Word for word, return every record.

Data section start

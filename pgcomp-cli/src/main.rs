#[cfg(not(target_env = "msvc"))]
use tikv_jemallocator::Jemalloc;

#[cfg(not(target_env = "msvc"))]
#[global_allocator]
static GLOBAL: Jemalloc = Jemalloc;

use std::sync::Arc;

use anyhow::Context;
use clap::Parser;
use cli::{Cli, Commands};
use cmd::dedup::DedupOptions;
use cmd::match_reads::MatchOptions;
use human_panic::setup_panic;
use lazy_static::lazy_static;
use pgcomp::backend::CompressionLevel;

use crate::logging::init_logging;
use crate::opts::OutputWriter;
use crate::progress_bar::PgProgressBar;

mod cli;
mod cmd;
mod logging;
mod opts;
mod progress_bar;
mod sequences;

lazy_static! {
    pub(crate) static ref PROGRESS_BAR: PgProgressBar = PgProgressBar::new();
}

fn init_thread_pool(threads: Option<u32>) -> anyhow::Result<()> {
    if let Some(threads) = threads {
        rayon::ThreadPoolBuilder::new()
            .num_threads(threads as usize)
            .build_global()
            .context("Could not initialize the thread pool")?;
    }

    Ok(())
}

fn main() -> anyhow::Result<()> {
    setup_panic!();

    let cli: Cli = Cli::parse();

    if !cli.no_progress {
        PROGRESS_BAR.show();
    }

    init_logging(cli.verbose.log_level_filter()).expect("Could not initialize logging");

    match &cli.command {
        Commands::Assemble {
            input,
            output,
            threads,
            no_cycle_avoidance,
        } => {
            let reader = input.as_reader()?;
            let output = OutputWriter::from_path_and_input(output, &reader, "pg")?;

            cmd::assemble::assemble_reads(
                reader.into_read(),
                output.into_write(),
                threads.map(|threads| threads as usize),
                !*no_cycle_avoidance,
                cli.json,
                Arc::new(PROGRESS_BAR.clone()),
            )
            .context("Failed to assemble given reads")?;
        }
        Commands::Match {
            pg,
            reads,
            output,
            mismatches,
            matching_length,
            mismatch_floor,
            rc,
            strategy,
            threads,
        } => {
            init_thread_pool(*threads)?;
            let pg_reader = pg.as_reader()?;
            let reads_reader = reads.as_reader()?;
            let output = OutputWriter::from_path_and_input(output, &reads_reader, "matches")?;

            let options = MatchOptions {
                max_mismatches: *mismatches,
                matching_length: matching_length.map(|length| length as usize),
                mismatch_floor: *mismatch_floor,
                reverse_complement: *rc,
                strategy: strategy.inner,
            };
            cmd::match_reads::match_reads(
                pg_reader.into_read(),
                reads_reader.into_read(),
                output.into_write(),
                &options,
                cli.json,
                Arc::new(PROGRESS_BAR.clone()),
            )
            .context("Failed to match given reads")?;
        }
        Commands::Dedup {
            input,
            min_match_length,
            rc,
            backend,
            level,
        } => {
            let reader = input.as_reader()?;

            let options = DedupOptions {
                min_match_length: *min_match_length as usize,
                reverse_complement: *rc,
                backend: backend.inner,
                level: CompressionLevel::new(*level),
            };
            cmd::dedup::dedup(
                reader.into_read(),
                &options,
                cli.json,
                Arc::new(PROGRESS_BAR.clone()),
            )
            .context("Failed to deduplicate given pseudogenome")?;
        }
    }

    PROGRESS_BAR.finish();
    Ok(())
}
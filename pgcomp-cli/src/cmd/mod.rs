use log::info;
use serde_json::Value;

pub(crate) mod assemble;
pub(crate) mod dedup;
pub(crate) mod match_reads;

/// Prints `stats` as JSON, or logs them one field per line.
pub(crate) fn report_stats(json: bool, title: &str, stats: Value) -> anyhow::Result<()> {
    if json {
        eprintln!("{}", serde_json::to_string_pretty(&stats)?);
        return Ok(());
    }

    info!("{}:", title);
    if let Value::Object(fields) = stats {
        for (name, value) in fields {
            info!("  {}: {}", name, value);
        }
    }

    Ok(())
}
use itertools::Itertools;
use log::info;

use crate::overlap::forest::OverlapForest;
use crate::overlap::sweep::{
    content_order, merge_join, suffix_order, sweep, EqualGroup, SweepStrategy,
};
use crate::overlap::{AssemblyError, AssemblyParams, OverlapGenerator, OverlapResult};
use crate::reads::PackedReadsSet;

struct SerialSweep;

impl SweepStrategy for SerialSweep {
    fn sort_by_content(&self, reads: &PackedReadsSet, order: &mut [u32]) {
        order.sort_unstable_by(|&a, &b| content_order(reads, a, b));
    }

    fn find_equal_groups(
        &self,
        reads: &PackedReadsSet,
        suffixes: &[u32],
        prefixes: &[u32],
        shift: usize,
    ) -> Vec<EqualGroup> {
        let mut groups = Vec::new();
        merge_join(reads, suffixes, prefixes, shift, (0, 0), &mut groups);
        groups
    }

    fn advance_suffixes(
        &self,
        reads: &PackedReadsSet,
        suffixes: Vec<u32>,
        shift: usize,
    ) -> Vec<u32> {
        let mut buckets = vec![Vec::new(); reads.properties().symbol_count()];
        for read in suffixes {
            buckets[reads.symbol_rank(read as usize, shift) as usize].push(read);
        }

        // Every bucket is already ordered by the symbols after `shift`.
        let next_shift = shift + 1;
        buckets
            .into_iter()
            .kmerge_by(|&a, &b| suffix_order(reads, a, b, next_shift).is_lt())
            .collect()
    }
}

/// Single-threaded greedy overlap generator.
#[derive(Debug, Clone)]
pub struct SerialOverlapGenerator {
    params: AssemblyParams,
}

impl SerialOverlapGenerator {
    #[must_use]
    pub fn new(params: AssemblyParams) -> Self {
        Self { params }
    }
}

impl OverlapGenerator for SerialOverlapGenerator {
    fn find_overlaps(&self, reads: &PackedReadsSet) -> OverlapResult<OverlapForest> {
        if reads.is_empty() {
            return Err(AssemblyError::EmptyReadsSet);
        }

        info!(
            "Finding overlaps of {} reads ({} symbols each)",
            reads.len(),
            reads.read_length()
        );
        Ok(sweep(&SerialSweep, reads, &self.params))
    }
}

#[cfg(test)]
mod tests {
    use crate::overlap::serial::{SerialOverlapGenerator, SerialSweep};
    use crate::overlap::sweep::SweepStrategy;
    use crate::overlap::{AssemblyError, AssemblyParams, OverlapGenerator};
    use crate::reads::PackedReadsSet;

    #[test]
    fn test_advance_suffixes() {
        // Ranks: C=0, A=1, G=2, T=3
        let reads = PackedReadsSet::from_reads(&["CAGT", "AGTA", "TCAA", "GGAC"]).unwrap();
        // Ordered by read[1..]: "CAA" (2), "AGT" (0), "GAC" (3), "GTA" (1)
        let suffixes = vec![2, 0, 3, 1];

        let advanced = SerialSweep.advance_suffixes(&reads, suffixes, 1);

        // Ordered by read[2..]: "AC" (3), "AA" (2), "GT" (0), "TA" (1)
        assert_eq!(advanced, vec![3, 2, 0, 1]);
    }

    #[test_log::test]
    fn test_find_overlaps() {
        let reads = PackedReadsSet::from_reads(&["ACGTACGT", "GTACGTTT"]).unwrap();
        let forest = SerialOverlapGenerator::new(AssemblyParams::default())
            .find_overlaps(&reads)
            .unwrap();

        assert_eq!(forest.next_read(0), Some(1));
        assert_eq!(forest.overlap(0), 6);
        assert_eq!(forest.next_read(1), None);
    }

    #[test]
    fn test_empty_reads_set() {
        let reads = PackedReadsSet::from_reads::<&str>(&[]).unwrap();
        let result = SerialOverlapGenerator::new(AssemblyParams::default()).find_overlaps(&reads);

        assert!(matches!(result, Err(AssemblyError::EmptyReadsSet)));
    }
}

Data section end

• [Solution to this problem]
filename pgcomp-cli/src/main.rs
#[cfg(not(target_env = "msvc"))]
use tikv_jemallocator::Jemalloc;

#[cfg(not(target_env = "msvc"))]
#[global_allocator]
static GLOBAL: Jemalloc = Jemalloc;

use std::sync::Arc;

use anyhow::Context;
use clap::Parser;
use cli::{Cli, Commands};
use cmd::dedup::DedupOptions;
use cmd::match_reads::MatchOptions;
use human_panic::setup_panic;
use lazy_static::lazy_static;
use pgcomp::backend::CompressionLevel;

use crate::logging::init_logging;
use crate::opts::OutputWriter;
use crate::progress_bar::PgProgressBar;

mod cli;
mod cmd;
mod logging;
mod opts;
mod progress_bar;
mod sequences;

lazy_static! {
    pub(crate) static ref PROGRESS_BAR: PgProgressBar = PgProgressBar::new();
}

fn init_thread_pool(threads: Option<u32>) -> anyhow::Result<()> {
    if let Some(threads) = threads {
        rayon::ThreadPoolBuilder::new()
            .num_threads(threads as usize)
            .build_global()
            .context("Could not initialize the thread pool")?;
    }

    Ok(())
}

fn main() -> anyhow::Result<()> {
    setup_panic!();

    let cli: Cli = Cli::parse();

    if !cli.no_progress {
        PROGRESS_BAR.show();
    }

    init_logging(cli.verbose.log_level_filter()).expect("Could not initialize logging");

    match &cli.command {
        Commands::Assemble {
            input,
            output,
            threads,
            no_cycle_avoidance,
        } => {
            let reader = input.as_reader()?;
            let output = OutputWriter::from_path_and_input(output, &reader, "pg")?;

            cmd::assemble::assemble_reads(
                reader.into_read(),
                output.into_write(),
                threads.map(|threads| threads as usize),
                !*no_cycle_avoidance,
                cli.json,
                Arc::new(PROGRESS_BAR.clone()),
            )
            .context("Failed to assemble given reads")?;
        }
        Commands::Match {
            pg,
            reads,
            output,
            mismatches,
            matching_length,
            mismatch_floor,
            rc,
            strategy,
            threads,
        } => {
            init_thread_pool(*threads)?;
            let pg_reader = pg.as_reader()?;
            let reads_reader = reads.as_reader()?;
            let output = OutputWriter::from_path_and_input(output, &reads_reader, "matches")?;

            let options = MatchOptions {
                max_mismatches: *mismatches,
                matching_length: matching_length.map(|length| length as usize),
                mismatch_floor: *mismatch_floor,
                reverse_complement: *rc,
                strategy: strategy.inner,
            };
            cmd::match_reads::match_reads(
                pg_reader.into_read(),
                reads_reader.into_read(),
                output.into_write(),
                &options,
                cli.json,
                Arc::new(PROGRESS_BAR.clone()),
            )
            .context("Failed to match given reads")?;
        }
        Commands::Dedup {
            input,
            min_match_length,
            rc,
            backend,
            level,
        } => {
            let reader = input.as_reader()?;

            let options = DedupOptions {
                min_match_length: *min_match_length as usize,
                reverse_complement: *rc,
                backend: backend.inner,
                level: CompressionLevel::new(*level),
            };
            cmd::dedup::dedup(
                reader.into_read(),
                &options,
                cli.json,
                Arc::new(PROGRESS_BAR.clone()),
            )
            .context("Failed to deduplicate given pseudogenome")?;
        }
    }

    PROGRESS_BAR.finish();
    Ok(())
}
filename pgcomp-cli/src/cmd/mod.rs
use log::info;
use serde_json::Value;

pub(crate) mod assemble;
pub(crate) mod dedup;
pub(crate) mod match_reads;

/// Prints `stats` as JSON, or logs them one field per line.
pub(crate) fn report_stats(json: bool, title: &str, stats: Value) -> anyhow::Result<()> {
    if json {
        eprintln!("{}", serde_json::to_string_pretty(&stats)?);
        return Ok(());
    }

    info!("{}:", title);
    if let Value::Object(fields) = stats {
        for (name, value) in fields {
            info!("  {}: {}", name, value);
        }
    }

    Ok(())
}
use itertools::Itertools;
use log::info;

use crate::overlap::forest::OverlapForest;
use crate::overlap::sweep::{
    content_order, merge_join, suffix_order, sweep, EqualGroup, SweepStrategy,
};
use crate::overlap::{AssemblyError, AssemblyParams, OverlapGenerator, OverlapResult};
use crate::reads::PackedReadsSet;

struct SerialSweep;

impl SweepStrategy for SerialSweep {
    fn sort_by_content(&self, reads: &PackedReadsSet, order: &mut [u32]) {
        order.sort_unstable_by(|&a, &b| content_order(reads, a, b));
    }

    fn find_equal_groups(
        &self,
        reads: &PackedReadsSet,
        suffixes: &[u32],
        prefixes: &[u32],
        shift: usize,
    ) -> Vec<EqualGroup> {
        let mut groups = Vec::new();
        merge_join(reads, suffixes, prefixes, shift, (0, 0), &mut groups);
        groups
    }

    fn advance_suffixes(
        &self,
        reads: &PackedReadsSet,
        suffixes: Vec<u32>,
        shift: usize,
    ) -> Vec<u32> {
        let mut buckets = vec![Vec::new(); reads.properties().symbol_count()];
        for read in suffixes {
            buckets[reads.symbol_rank(read as usize, shift) as usize].push(read);
        }

        // Every bucket is already ordered by the symbols after `shift`.
        let next_shift = shift + 1;
        buckets
            .into_iter()
            .kmerge_by(|&a, &b| suffix_order(reads, a, b, next_shift).is_lt())
            .collect()
    }
}

/// Single-threaded greedy overlap generator.
#[derive(Debug, Clone)]
pub struct SerialOverlapGenerator {
    params: AssemblyParams,
}

impl SerialOverlapGenerator {
    #[must_use]
    pub fn new(params: AssemblyParams) -> Self {
        Self { params }
    }
}

impl OverlapGenerator for SerialOverlapGenerator {
    fn find_overlaps(&self, reads: &PackedReadsSet) -> OverlapResult<OverlapForest> {
        if reads.is_empty() {
            return Err(AssemblyError::EmptyReadsSet);
        }

        info!(
            "Finding overlaps of {} reads ({} symbols each)",
            reads.len(),
            reads.read_length()
        );
        Ok(sweep(&SerialSweep, reads, &self.params))
    }
}

#[cfg(test)]
mod tests {
    use crate::overlap::serial::{SerialOverlapGenerator, SerialSweep};
    use crate::overlap::sweep::SweepStrategy;
    use crate::overlap::{AssemblyError, AssemblyParams, OverlapGenerator};
    use crate::reads::PackedReadsSet;

    #[test]
    fn test_advance_suffixes() {
        // Ranks: C=0, A=1, G=2, T=3
        let reads = PackedReadsSet::from_reads(&["CAGT", "AGTA", "TCAA", "GGAC"]).unwrap();
        // Ordered by read[1..]: "CAA" (2), "AGT" (0), "GAC" (3), "GTA" (1)
        let suffixes = vec![2, 0, 3, 1];

        let advanced = SerialSweep.advance_suffixes(&reads, suffixes, 1);

        // Ordered by read[2..]: "AC" (3), "AA" (2), "GT" (0), "TA" (1)
        assert_eq!(advanced, vec![3, 2, 0, 1]);
    }

    #[test_log::test]
    fn test_find_overlaps() {
        let reads = PackedReadsSet::from_reads(&["ACGTACGT", "GTACGTTT"]).unwrap();
        let forest = SerialOverlapGenerator::new(AssemblyParams::default())
            .find_overlaps(&reads)
            .unwrap();

        assert_eq!(forest.next_read(0), Some(1));
        assert_eq!(forest.overlap(0), 6);
        assert_eq!(forest.next_read(1), None);
    }

    #[test]
    fn test_empty_reads_set() {
        let reads = PackedReadsSet::from_reads::<&str>(&[]).unwrap();
        let result = SerialOverlapGenerator::new(AssemblyParams::default()).find_overlaps(&reads);

        assert!(matches!(result, Err(AssemblyError::EmptyReadsSet)));
    }
}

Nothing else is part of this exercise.